Reexpression of the type 1 insulin-like growth factor receptor inhibits the malignant phenotype of simian virus 40 T antigen immortalized human prostate epithelial cells.

Type 1 insulin-like growth factor receptor (IGF-1R) expression is decreased in prostate cancer compared to that in noncancerous prostate epithelium. We have demonstrated that as the simian virus 40 T antigen (SV40T) immortalized human prostate epithelial cell line, P69SV40T, undergoes transformation from a poorly tumorigenic to a malignant phenotype, the M12 subline, there is a significant decrease in IGF-1R expression. In the present study, we examine the effects of reexpression of the IGF-1R on the malignant phenotype of M12 cells. The IGF-1R was reexpressed in M12 cells using a retroviral vector containing a 7-kilobase coding sequence for the IGF-1R, LISN, to create several clones of the M12-LISN cell line. As a control, M12 cells were also infected with a retroviral vector (LNL6) without the 7-kilobase IGF-1R insert (M12-LNL6 clones).
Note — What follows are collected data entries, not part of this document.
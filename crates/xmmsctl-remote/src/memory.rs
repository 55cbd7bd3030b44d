//! In-process remote.
//!
//! [`MemoryRemote`] keeps a small model of the player (playlist, transport,
//! mixer, equalizer) and records what was asked of it. Commands are tested
//! against it.

use xmmsctl_core::{Equalizer, PlaylistEntry, VOLUME_MAX, VOLUME_MIN, check_band};

use crate::error::{RemoteError, RemoteResult};
use crate::remote::{Remote, StreamInfo, Window};

/// Version reported by [`MemoryRemote`], as XMMS 1.2.x does.
const MEMORY_VERSION: i32 = 0x1_2_11;

/// A remote whose daemon lives in memory.
#[derive(Debug, Clone)]
pub struct MemoryRemote {
    running: bool,
    playing: bool,
    paused: bool,
    playlist: Vec<PlaylistEntry>,
    position: usize,
    output_time: i32,
    volume: (i32, i32),
    balance: i32,
    equalizer: Equalizer,
    equalizer_history: Vec<Equalizer>,
    fail_equalizer_after: Option<usize>,
    skin: String,
    windows: [bool; 3],
    always_on_top: bool,
    repeat: bool,
    shuffle: bool,
    info: StreamInfo,
    calls: Vec<String>,
}

impl Default for MemoryRemote {
    fn default() -> Self {
        Self {
            running: true,
            playing: false,
            paused: false,
            playlist: Vec::new(),
            position: 0,
            output_time: 0,
            volume: (VOLUME_MAX, VOLUME_MAX),
            balance: 0,
            equalizer: Equalizer::default(),
            equalizer_history: Vec::new(),
            fail_equalizer_after: None,
            skin: String::new(),
            windows: [true, false, false],
            always_on_top: false,
            repeat: false,
            shuffle: false,
            info: StreamInfo {
                bitrate: 128_000,
                frequency: 44_100,
                channels: 2,
            },
            calls: Vec::new(),
        }
    }
}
Functional assays were performed with two separate clones each of M12-LNL6 and M12-LISN cells. Each clone of M12-LISN cells regained the proliferative response to IGF that was lost in the transition from P69SV40T cells to M12 cells. In addition, M12-LISN clones had a significantly decreased growth rate compared to the M12-LNL6 cells when injected s.c. in athymic/nude mice (P < 0.001). Tumorigenicity, as assessed by anchorage-independent growth of colonies in soft agar, was also decreased by 75% in the M12-LISN clones compared to that in the M12-LNL6 control cells. These data demonstrate that reexpression of the IGF-1R in a malignant human prostate epithelial cell line results in decreased tumor growth and decreased anchorage-independent colony formation independent of an increased proliferative response to IGF. Reexpression of the IGF-1R may be associated with reacquisition of the regulation of cellular proliferative and differentiation functions mediated by the IGF-1R that are lost as prostate epithelial cells undergo conversion to a malignant phenotype.